-- STORED DATA follows --
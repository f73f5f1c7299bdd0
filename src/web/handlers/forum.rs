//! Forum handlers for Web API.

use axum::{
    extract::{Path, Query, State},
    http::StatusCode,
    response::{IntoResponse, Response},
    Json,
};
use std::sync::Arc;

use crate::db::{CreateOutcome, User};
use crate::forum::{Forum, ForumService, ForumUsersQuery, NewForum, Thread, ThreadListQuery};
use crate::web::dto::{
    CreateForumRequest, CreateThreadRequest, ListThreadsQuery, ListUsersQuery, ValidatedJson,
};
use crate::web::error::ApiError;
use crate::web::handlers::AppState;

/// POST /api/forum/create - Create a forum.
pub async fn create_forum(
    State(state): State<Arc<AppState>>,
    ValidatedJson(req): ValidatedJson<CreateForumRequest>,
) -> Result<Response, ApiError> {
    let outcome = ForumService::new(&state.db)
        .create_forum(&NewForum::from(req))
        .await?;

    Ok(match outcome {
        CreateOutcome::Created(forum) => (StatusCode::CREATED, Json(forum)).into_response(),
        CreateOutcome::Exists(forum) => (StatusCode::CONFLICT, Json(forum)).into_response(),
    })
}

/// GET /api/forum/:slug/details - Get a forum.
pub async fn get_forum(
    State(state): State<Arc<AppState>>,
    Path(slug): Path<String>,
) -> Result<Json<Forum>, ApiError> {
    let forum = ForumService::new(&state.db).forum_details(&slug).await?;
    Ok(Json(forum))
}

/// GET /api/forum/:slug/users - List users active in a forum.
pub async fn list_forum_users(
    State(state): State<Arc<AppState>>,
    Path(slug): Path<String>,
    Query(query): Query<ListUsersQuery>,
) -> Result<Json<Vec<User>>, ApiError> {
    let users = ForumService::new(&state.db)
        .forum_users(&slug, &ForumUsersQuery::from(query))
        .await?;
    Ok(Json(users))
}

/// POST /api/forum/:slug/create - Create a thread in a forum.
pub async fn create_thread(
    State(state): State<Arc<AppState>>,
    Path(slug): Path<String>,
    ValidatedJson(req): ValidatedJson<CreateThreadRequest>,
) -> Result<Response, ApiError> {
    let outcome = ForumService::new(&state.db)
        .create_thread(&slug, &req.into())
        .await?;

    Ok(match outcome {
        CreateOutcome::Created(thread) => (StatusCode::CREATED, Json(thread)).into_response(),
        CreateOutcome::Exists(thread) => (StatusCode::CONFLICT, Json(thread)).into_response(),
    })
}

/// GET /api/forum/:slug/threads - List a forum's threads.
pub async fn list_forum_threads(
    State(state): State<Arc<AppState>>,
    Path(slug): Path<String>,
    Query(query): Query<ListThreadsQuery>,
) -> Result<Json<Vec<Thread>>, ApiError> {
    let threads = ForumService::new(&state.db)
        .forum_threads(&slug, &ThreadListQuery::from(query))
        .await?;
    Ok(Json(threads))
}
-- STORED DATA concluded --
-- STORED DATA follows --
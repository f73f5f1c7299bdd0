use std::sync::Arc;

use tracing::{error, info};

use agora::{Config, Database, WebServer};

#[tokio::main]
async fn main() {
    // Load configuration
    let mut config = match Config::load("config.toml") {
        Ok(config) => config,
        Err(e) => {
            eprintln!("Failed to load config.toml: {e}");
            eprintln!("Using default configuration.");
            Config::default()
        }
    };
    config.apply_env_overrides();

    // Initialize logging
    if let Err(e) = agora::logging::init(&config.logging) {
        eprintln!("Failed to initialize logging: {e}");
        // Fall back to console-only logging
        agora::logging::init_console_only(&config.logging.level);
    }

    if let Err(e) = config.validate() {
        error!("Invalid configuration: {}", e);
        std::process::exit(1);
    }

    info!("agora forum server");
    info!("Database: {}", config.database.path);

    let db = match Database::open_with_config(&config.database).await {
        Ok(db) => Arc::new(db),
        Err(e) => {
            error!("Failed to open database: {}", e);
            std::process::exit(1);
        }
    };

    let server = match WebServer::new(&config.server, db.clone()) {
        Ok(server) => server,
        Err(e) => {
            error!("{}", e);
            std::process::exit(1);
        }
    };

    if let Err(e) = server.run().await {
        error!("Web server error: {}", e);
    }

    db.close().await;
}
-- STORED DATA concluded --
Write out every line from the entries where "logging" appears.

— RESPONSE TO THIS TASK —
    // Initialize logging
    if let Err(e) = agora::logging::init(&config.logging) {
        eprintln!("Failed to initialize logging: {e}");
        // Fall back to console-only logging
        agora::logging::init_console_only(&config.logging.level);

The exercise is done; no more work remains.